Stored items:
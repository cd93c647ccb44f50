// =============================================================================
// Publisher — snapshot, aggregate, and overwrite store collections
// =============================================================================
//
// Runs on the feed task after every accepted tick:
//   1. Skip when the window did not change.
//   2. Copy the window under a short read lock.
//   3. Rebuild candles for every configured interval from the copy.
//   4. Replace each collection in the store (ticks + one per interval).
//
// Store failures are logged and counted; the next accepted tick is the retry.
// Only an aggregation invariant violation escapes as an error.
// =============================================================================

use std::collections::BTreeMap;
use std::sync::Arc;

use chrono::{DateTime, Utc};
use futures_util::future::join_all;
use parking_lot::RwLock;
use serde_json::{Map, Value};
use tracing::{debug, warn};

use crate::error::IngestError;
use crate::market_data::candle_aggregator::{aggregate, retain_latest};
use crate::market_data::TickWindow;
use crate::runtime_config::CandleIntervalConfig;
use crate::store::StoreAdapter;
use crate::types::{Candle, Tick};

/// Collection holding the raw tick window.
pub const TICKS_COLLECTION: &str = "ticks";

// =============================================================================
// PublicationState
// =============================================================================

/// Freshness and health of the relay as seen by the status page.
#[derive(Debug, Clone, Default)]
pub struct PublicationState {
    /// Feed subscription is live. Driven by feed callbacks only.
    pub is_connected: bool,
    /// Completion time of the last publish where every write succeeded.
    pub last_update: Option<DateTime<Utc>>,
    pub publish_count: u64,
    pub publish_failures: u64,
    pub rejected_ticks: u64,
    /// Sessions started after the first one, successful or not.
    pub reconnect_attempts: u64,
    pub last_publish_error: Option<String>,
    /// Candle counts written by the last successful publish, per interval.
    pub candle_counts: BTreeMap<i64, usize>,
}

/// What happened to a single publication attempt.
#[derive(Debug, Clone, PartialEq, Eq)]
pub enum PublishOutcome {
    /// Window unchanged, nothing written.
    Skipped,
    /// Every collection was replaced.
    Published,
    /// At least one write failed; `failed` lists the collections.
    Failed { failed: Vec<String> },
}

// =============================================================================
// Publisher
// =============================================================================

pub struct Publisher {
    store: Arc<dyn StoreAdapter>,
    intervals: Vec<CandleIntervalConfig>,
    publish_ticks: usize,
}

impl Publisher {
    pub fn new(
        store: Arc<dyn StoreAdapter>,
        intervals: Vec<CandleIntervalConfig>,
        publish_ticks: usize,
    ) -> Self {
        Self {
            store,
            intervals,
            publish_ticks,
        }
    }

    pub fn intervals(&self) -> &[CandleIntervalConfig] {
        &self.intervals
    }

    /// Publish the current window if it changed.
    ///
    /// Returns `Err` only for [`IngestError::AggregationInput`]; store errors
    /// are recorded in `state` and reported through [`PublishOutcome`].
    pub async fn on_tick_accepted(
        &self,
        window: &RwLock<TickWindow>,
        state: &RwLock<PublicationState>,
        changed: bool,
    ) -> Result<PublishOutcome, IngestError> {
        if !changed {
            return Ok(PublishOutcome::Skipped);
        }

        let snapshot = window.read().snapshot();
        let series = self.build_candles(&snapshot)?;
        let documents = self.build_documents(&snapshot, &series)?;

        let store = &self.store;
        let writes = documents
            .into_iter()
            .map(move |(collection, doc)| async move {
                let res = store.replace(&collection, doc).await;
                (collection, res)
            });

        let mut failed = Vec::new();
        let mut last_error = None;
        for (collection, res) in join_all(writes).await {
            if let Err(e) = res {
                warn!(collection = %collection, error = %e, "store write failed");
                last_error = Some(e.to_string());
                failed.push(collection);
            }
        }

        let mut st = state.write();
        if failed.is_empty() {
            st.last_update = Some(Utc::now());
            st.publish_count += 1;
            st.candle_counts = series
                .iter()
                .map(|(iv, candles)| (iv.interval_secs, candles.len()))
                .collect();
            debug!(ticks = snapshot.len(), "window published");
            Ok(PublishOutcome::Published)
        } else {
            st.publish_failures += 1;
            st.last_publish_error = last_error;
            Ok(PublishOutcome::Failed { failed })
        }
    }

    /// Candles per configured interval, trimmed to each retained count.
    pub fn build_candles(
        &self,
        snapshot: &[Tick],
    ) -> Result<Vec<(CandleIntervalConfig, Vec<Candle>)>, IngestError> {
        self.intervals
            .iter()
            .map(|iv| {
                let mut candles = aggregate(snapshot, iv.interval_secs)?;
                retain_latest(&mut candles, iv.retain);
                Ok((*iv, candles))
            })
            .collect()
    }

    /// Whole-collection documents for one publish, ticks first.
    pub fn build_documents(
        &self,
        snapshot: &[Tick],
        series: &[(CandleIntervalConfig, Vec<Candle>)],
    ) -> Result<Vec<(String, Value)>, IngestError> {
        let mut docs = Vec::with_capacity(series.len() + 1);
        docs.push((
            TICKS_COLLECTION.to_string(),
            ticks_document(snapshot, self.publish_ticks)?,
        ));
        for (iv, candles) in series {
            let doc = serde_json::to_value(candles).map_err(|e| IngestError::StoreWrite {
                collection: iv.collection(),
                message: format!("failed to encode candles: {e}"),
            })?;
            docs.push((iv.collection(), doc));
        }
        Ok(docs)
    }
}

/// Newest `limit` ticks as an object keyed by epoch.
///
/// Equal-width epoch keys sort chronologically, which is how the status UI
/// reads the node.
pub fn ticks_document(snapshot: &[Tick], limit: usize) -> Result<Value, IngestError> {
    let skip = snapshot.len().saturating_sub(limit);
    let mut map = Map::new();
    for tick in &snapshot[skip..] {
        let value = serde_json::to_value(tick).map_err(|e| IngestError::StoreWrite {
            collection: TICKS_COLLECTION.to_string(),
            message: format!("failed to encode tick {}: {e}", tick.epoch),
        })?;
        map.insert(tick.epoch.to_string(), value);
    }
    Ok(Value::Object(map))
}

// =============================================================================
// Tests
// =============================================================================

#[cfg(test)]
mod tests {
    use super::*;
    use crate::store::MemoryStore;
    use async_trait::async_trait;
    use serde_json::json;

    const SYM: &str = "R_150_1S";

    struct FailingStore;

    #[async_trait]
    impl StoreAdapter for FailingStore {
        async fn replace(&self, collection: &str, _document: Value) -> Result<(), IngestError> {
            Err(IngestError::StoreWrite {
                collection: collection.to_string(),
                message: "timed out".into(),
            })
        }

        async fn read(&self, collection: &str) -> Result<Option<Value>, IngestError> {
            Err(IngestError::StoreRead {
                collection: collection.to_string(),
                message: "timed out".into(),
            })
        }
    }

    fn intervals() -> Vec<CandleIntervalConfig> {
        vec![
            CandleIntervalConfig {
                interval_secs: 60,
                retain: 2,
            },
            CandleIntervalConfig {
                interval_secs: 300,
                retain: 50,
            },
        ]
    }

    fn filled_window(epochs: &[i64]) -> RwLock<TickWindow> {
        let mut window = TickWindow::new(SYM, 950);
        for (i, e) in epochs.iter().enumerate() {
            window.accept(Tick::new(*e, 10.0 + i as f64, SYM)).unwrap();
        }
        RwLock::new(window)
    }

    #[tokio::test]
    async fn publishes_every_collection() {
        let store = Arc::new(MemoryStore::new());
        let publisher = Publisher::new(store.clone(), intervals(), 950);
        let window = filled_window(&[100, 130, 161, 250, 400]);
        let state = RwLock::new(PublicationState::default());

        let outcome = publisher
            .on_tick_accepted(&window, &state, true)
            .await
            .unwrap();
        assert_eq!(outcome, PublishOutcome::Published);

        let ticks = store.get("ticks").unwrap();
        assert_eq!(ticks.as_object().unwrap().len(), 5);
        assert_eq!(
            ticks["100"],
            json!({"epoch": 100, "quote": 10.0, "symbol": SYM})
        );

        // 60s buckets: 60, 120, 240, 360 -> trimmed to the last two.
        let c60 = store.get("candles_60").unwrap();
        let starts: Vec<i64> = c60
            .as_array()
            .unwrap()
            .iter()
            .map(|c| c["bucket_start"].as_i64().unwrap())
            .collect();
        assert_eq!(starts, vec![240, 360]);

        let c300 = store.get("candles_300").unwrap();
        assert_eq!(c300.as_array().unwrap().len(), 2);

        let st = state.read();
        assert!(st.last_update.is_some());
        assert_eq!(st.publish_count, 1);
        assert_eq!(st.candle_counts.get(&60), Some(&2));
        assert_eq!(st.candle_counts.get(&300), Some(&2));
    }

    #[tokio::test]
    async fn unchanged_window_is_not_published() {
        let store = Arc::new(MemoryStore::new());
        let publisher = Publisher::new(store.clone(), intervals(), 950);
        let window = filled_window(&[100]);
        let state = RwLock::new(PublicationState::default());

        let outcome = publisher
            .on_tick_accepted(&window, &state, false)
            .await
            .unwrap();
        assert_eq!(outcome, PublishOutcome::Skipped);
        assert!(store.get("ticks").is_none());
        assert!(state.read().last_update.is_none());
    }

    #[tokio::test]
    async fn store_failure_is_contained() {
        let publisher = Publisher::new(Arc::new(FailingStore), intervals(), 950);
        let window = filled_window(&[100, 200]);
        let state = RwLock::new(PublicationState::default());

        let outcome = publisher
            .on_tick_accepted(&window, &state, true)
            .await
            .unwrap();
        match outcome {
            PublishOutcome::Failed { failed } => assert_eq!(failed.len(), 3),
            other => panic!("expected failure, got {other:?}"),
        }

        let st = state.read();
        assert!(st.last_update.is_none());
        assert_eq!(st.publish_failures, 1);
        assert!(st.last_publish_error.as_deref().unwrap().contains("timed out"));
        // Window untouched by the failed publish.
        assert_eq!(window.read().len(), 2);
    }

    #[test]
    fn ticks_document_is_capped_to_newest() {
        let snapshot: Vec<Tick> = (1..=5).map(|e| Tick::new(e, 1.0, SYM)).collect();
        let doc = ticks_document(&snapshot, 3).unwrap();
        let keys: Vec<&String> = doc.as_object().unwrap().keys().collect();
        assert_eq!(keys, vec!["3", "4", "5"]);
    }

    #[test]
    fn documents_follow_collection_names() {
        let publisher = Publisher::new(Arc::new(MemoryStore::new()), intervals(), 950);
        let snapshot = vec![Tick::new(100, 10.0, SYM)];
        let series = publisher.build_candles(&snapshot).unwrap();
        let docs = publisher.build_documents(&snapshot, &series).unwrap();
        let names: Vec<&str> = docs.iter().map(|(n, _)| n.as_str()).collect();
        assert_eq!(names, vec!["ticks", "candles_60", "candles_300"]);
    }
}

**WHAT TO PRODUCE:** Look for "docs = publisher.build_documents(&snapshot, &series).unwrap();" in the records. Write out its line and every later line through the end exactly, with nothing more.

**ANSWER TO THE EXERCISE:**
        let docs = publisher.build_documents(&snapshot, &series).unwrap();
        let names: Vec<&str> = docs.iter().map(|(n, _)| n.as_str()).collect();
        assert_eq!(names, vec!["ticks", "candles_60", "candles_300"]);
    }
}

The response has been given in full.